(Dataset entries)
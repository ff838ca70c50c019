use super::{ForceFeedback, RumbleState};
use evdev::{Device, FFEffect, FFEffectData, FFEffectKind, FFReplay, FFTrigger};
use std::path::Path;

/// Dual-motor rumble through the evdev force feedback interface
pub struct RumbleDevice {
    device: Option<Device>,
    available: bool,
    rumble_effect: Option<FFEffect>,
    effect_playing: bool,
}

impl RumbleDevice {
    pub fn new(device_path: Option<&Path>) -> anyhow::Result<Self> {
        let mut ff_device = Self {
            device: None,
            available: false,
            rumble_effect: None,
            effect_playing: false,
        };

        if let Some(path) = device_path {
            ff_device.connect(path)?;
        } else {
            ff_device.auto_detect()?;
        }

        Ok(ff_device)
    }

    fn connect(&mut self, path: &Path) -> anyhow::Result<()> {
        let device = Device::open(path)
            .map_err(|e| anyhow::anyhow!("Failed to open device {}: {}", path.display(), e))?;

        match device.supported_ff() {
            Some(supported_ff) if supported_ff.iter().count() > 0 => {
                log::info!(
                    "Device supports FF effect types: {:?}",
                    supported_ff.iter().collect::<Vec<_>>()
                );
            }
            _ => {
                return Err(anyhow::anyhow!(
                    "Device {} does not support force feedback",
                    path.display()
                ));
            }
        }

        log::info!(
            "Connected to rumble device: {} at {}",
            device.name().unwrap_or("Unknown"),
            path.display()
        );
        self.device = Some(device);
        self.available = true;

        self.create_rumble_effect()?;

        Ok(())
    }

    fn auto_detect(&mut self) -> anyhow::Result<()> {
        for i in 0..32 {
            let path = format!("/dev/input/event{}", i);
            if !Path::new(&path).exists() {
                continue;
            }
            let Ok(device) = Device::open(&path) else {
                continue;
            };
            if !device.supported_ff().map(|ff| ff.iter().count() > 0).unwrap_or(false) {
                continue;
            }

            log::info!(
                "Auto-detected FF device: {} at {}",
                device.name().unwrap_or("Unknown"),
                path
            );
            self.device = Some(device);
            self.available = true;

            if let Err(e) = self.create_rumble_effect() {
                log::warn!("Failed to create rumble effect for auto-detected device: {}", e);
                self.device = None;
                self.available = false;
                continue;
            }

            return Ok(());
        }

        log::warn!("No force feedback device found");
        Ok(())
    }

    fn effect_data(rumble: &RumbleState) -> FFEffectData {
        FFEffectData {
            direction: 0,
            trigger: FFTrigger::default(),
            replay: FFReplay {
                length: 0, // Plays until stopped
                delay: 0,
            },
            kind: FFEffectKind::Rumble {
                strong_magnitude: (rumble.large_motor * u16::MAX as f32) as u16,
                weak_magnitude: (rumble.small_motor * u16::MAX as f32) as u16,
            },
        }
    }

    fn create_rumble_effect(&mut self) -> anyhow::Result<()> {
        let device = self
            .device
            .as_mut()
            .ok_or_else(|| anyhow::anyhow!("No device available"))?;

        let effect = device
            .upload_ff_effect(Self::effect_data(&RumbleState::default()))
            .map_err(|e| anyhow::anyhow!("Failed to create rumble effect: {}", e))?;

        log::info!("Created rumble effect with ID: {}", effect.id());
        self.rumble_effect = Some(effect);
        Ok(())
    }
}

impl ForceFeedback for RumbleDevice {
    fn apply_rumble(&mut self, rumble: &RumbleState) -> anyhow::Result<()> {
        if !self.available {
            return Ok(());
        }

        if self.rumble_effect.is_none() {
            log::debug!("Rumble effect not yet created, creating now.");
            self.create_rumble_effect()?;
        }

        log::debug!(
            "Applying rumble: large={:.3}, small={:.3}",
            rumble.large_motor,
            rumble.small_motor
        );

        if let Some(ref mut effect) = self.rumble_effect {
            effect
                .update(Self::effect_data(rumble))
                .map_err(|e| anyhow::anyhow!("Failed to update rumble effect: {}", e))?;

            if !self.effect_playing {
                effect
                    .play(1)
                    .map_err(|e| anyhow::anyhow!("Failed to play rumble effect: {}", e))?;
                self.effect_playing = true;
            }
        }

        Ok(())
    }

    fn stop(&mut self) -> anyhow::Result<()> {
        if !self.available || !self.effect_playing {
            return Ok(());
        }

        if let Some(ref mut effect) = self.rumble_effect {
            effect
                .stop()
                .map_err(|e| anyhow::anyhow!("Failed to stop effect: {}", e))?;
            log::debug!("Stopped rumble effect");
        }

        self.effect_playing = false;
        Ok(())
    }

    fn is_available(&self) -> bool {
        self.available
    }
}

impl Drop for RumbleDevice {
    fn drop(&mut self) {
        if let Err(e) = self.stop() {
            log::warn!("Failed to clean up rumble on drop: {}", e);
        }
    }
}
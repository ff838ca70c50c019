use super::{ForceFeedback, Haptics, RumbleState};
use crate::controller::SlotId;
use crossbeam_channel::Sender;
use std::thread::{self, JoinHandle};

struct RumbleCommand {
    slot: SlotId,
    rumble: RumbleState,
}

/// Runs a [`ForceFeedback`] device on its own thread.
///
/// `set_vibration` only queues the request, so the frame loop never waits on
/// device I/O. Dropping the worker stops the motors and joins the thread.
pub struct HapticWorker {
    sender: Option<Sender<RumbleCommand>>,
    thread: Option<JoinHandle<()>>,
}

impl HapticWorker {
    pub fn spawn<F>(mut device: F) -> anyhow::Result<Self>
    where
        F: ForceFeedback + 'static,
    {
        let (sender, receiver) = crossbeam_channel::unbounded::<RumbleCommand>();

        let thread = thread::Builder::new()
            .name("haptics".to_string())
            .spawn(move || {
                for command in receiver.iter() {
                    let result = if command.rumble.is_idle() {
                        device.stop()
                    } else {
                        device.apply_rumble(&command.rumble)
                    };
                    if let Err(e) = result {
                        log::error!("{}: failed to apply rumble: {}", command.slot, e);
                    }
                }

                if let Err(e) = device.stop() {
                    log::warn!("Failed to stop rumble on shutdown: {}", e);
                }
                log::debug!("Haptic worker exiting");
            })?;

        Ok(Self {
            sender: Some(sender),
            thread: Some(thread),
        })
    }
}

impl Haptics for HapticWorker {
    fn set_vibration(&self, slot: SlotId, left: f32, right: f32) -> anyhow::Result<()> {
        let rumble = RumbleState::new(left, right);
        log::debug!(
            "{}: queue rumble large={:.3}, small={:.3}",
            slot,
            rumble.large_motor,
            rumble.small_motor
        );

        let sender = self
            .sender
            .as_ref()
            .ok_or_else(|| anyhow::anyhow!("Haptic worker already shut down"))?;
        sender
            .send(RumbleCommand { slot, rumble })
            .map_err(|_| anyhow::anyhow!("Haptic worker thread has exited"))
    }
}

impl Drop for HapticWorker {
    fn drop(&mut self) {
        // Closing the channel ends the worker loop
        self.sender.take();
        if let Some(thread) = self.thread.take() {
            if thread.join().is_err() {
                log::warn!("Haptic worker thread panicked");
            }
        }
    }
}
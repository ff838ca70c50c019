use serde::{Deserialize, Serialize};
use std::path::PathBuf;
use std::time::Duration;

const CONFIG_FILENAME: &str = "padstate_config.json";

#[derive(Debug, Clone, PartialEq, Serialize, Deserialize)]
#[serde(default)]
pub struct RumbleConfig {
    pub left: f32,
    pub right: f32,
    pub duration_ms: u64,
}

impl Default for RumbleConfig {
    fn default() -> Self {
        Self {
            left: 0.6,
            right: 0.3,
            duration_ms: 150,
        }
    }
}

impl RumbleConfig {
    pub fn duration(&self) -> Duration {
        Duration::from_millis(self.duration_ms)
    }
}

#[derive(Debug, Clone, PartialEq, Serialize, Deserialize)]
#[serde(default)]
pub struct PadConfig {
    /// Which connected gamepad to drive, in enumeration order
    pub slot: usize,
    pub tick_rate_hz: u32,
    /// evdev path for rumble; looked up through udev when unset
    pub force_feedback_device: Option<String>,
    /// Played when the jump button goes down
    pub jump_rumble: RumbleConfig,
}

impl Default for PadConfig {
    fn default() -> Self {
        Self {
            slot: 0,
            tick_rate_hz: 60,
            force_feedback_device: None,
            jump_rumble: RumbleConfig::default(),
        }
    }
}

impl PadConfig {
    pub fn load() -> Option<Self> {
        let path = Self::config_path();
        if path.exists() {
            match std::fs::read_to_string(&path) {
                Ok(contents) => match Self::from_json(&contents) {
                    Ok(config) => {
                        log::info!("Loaded config from {:?}", path);
                        return Some(config);
                    }
                    Err(e) => {
                        log::error!("Failed to parse config: {}", e);
                    }
                },
                Err(e) => {
                    log::error!("Failed to read config file: {}", e);
                }
            }
        }
        None
    }

    pub fn from_json(contents: &str) -> serde_json::Result<Self> {
        serde_json::from_str(contents)
    }

    pub fn save(&self) -> anyhow::Result<()> {
        let path = Self::config_path();
        let contents = serde_json::to_string_pretty(self)?;
        std::fs::write(&path, contents)?;
        log::info!("Saved config to {:?}", path);
        Ok(())
    }

    pub fn config_path() -> PathBuf {
        std::env::current_exe()
            .ok()
            .and_then(|p| p.parent().map(|p| p.to_path_buf()))
            .unwrap_or_else(|| PathBuf::from("."))
            .join(CONFIG_FILENAME)
    }

    pub fn tick_interval(&self) -> Duration {
        Duration::from_secs(1) / self.tick_rate_hz.max(1)
    }
}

WORK TO COMPLETE: Your answer should be a single number: the tally of lines in the entries that include the word "false".

TASK SOLUTION: 5